Reporting the first COVID death: Crisis classifications in mobility — The Association Specialists

Reporting the first COVID death: Crisis classifications in mobility (19153)

Sheng-Hsun Lee 1
  1. University of Queensland, St Lucia, QLD, Australia

Classification is about segmenting or orienting toward the world (Bowker and Star, 1999; Goodwin 1994). When a new pathogen wreaked havoc on the social ordinariness, crisis classifications become critical for the public to make sense of the world. This study traces crisis classifications in mobility—i.e., processes of making crisis classifications circulable—across COVID-19 press conferences in Taiwan. The mobility moved from uncertainty to certainty as health officials and journalists negotiated whether the first death of COVID-19 constituted a sign of community infection or community spread. Understanding the processes of category production and dissemination has implications for effectively communicating public crisis.

 

I analyze the interaction between health journalists and public health officials at press conferences in Taiwan and the public reception of this interaction.
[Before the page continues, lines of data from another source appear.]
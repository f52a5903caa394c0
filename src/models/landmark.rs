//! Measurement models over the SE(2) pose sub-state.
//!
//! Both models are Cartesian: a landmark is observed as its coordinates in
//! the robot frame via the rigid inverse action `pose⁻¹ · b`, and a GPS fix
//! observes the robot's own world-frame position. Measurement-to-landmark
//! association is assumed given.

use crate::manifold::{LieGroup, SE2};
use crate::models::MeasurementModel;
use nalgebra::{DMatrix, DVector, Vector2};

/// Landmark-in-robot-frame measurement model.
///
/// Predicts `y = pose⁻¹ · b` for a landmark `b` at a known, fixed world-frame
/// position. The Jacobian with respect to a right pose perturbation is
/// `[−I₂ | [1]ₓ·y]` evaluated at the prediction.
#[derive(Clone, Debug)]
pub struct LandmarkModel {
    landmark: Vector2<f64>,
    noise: DMatrix<f64>,
}

impl LandmarkModel {
    /// Create a model for one landmark with its 2×2 noise covariance.
    ///
    /// # Panics
    /// Panics if the covariance is not 2×2.
    pub fn new(landmark: Vector2<f64>, noise: DMatrix<f64>) -> Self {
        assert_eq!(
            (noise.nrows(), noise.ncols()),
            (2, 2),
            "landmark noise covariance must be 2x2"
        );
        LandmarkModel { landmark, noise }
    }

    /// The observed landmark's world-frame position.
    pub fn landmark(&self) -> Vector2<f64> {
        self.landmark
    }
}

impl MeasurementModel for LandmarkModel {
    type State = SE2;

    fn dim(&self) -> usize {
        2
    }

    fn observe(&self, state: &SE2, jacobian_state: Option<&mut DMatrix<f64>>) -> DVector<f64> {
        let y = state.inverse(None).act(&self.landmark, None, None);
        if let Some(jac) = jacobian_state {
            *jac = DMatrix::from_row_slice(2, 3, &[-1.0, 0.0, y.y, 0.0, -1.0, -y.x]);
        }
        DVector::from_column_slice(y.as_slice())
    }

    fn noise_covariance(&self) -> &DMatrix<f64> {
        &self.noise
    }
}

/// GPS position measurement model.
///
/// Predicts the pose's world-frame translation; the Jacobian with respect to
/// a right pose perturbation is `[R(θ) | 0]`.
#[derive(Clone, Debug)]
pub struct GpsModel {
    noise: DMatrix<f64>,
}

impl GpsModel {
    /// Create the model with its 2×2 noise covariance.
    ///
    /// # Panics
    /// Panics if the covariance is not 2×2.
    pub fn new(noise: DMatrix<f64>) -> Self {
        assert_eq!(
            (noise.nrows(), noise.ncols()),
            (2, 2),
            "gps noise covariance must be 2x2"
        );
        GpsModel { noise }
    }
}

impl MeasurementModel for GpsModel {
    type State = SE2;

    fn dim(&self) -> usize {
        2
    }

    fn observe(&self, state: &SE2, jacobian_state: Option<&mut DMatrix<f64>>) -> DVector<f64> {
        if let Some(jac) = jacobian_state {
            let rot = state.rotation_matrix();
            *jac = DMatrix::from_row_slice(
                2,
                3,
                &[rot[(0, 0)], rot[(0, 1)], 0.0, rot[(1, 0)], rot[(1, 1)], 0.0],
            );
        }
        DVector::from_column_slice(state.translation().as_slice())
    }

    fn noise_covariance(&self) -> &DMatrix<f64> {
        &self.noise
    }
}
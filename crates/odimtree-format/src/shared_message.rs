//! Shared object header messages.
//!
//! When a header message has its shared flag set, its body is a pointer to
//! the real message rather than the message itself. The engine only needs
//! the case where a datatype is committed in another object header.

use crate::codec::{ensure_len, Sizes};
use crate::error::FormatError;

/// Where a shared message lives.
#[derive(Debug, Clone, Copy, PartialEq, Eq)]
pub enum SharedRef {
    /// The message lives in the object header at this address.
    ObjectHeader(u64),
    /// The message lives in the shared-message heap (SOHM).
    Heap([u8; 8]),
}

impl SharedRef {
    pub fn parse(data: &[u8], sizes: Sizes) -> Result<SharedRef, FormatError> {
        ensure_len(data, 0, 2)?;
        let version = data[0];
        let kind = data[1];
        match version {
            1 => Ok(SharedRef::ObjectHeader(sizes.read_offset(data, 8)?)),
            2 => Ok(SharedRef::ObjectHeader(sizes.read_offset(data, 2)?)),
            3 if kind == 1 => {
                ensure_len(data, 2, 8)?;
                let mut id = [0u8; 8];
                id.copy_from_slice(&data[2..10]);
                Ok(SharedRef::Heap(id))
            }
            3 => Ok(SharedRef::ObjectHeader(sizes.read_offset(data, 2)?)),
            v => Err(FormatError::InvalidStructureVersion {
                kind: "shared message",
                version: v,
            }),
        }
    }

    /// Address of the committed object, or an error for heap-shared messages.
    pub fn committed_address(&self) -> Result<u64, FormatError> {
        match self {
            SharedRef::ObjectHeader(addr) => Ok(*addr),
            SharedRef::Heap(_) => Err(FormatError::Unsupported(
                "messages shared through the SOHM heap".into(),
            )),
        }
    }

    /// Encode a version 3 pointer to a committed object header.
    pub fn serialize_committed(address: u64, sizes: Sizes) -> Result<Vec<u8>, FormatError> {
        let mut buf = vec![3, 2];
        sizes.write_offset(&mut buf, address)?;
        Ok(buf)
    }
}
The data are from a corpus of 785 videos of COVID press conferences, yielding about 609 hours of recordings. Focusing on the first COVID death, I investigate the multiparty participation framework (Goffman, 1981) that includes online comments (i.e., YouTube live chat) and offline interactions (i.e., press conferences). I adopt multimodal discourse analysis to study metadiscourse (Gordon, 2023) and pragmatic gestures (Kendo, 2004; Streeck, 2009) that foreground health officials’ endeavor to resolve classification disputes.  

 

The analysis revealed how two categories—community infection and community spread—were deconstructed and reconstructed in a semiotic assemblage of gestures, metadiscourse, and corporeal participation. Specifically, officials deployed metadiscourse and pragmatic gestures to render some categories circulable and dismiss others. Journalists used metadiscourse to push forward candidate categories and animate conflicting accounts given by local experts and a global superpower. Online public viewers provided critical comments. Some questioned the ulterior motives of the journalists, and others were confounded by the technical explanations offered by the authorities. Classifications in mobility capture these challenges of deconstructing and reconstructing categories in building public consensus.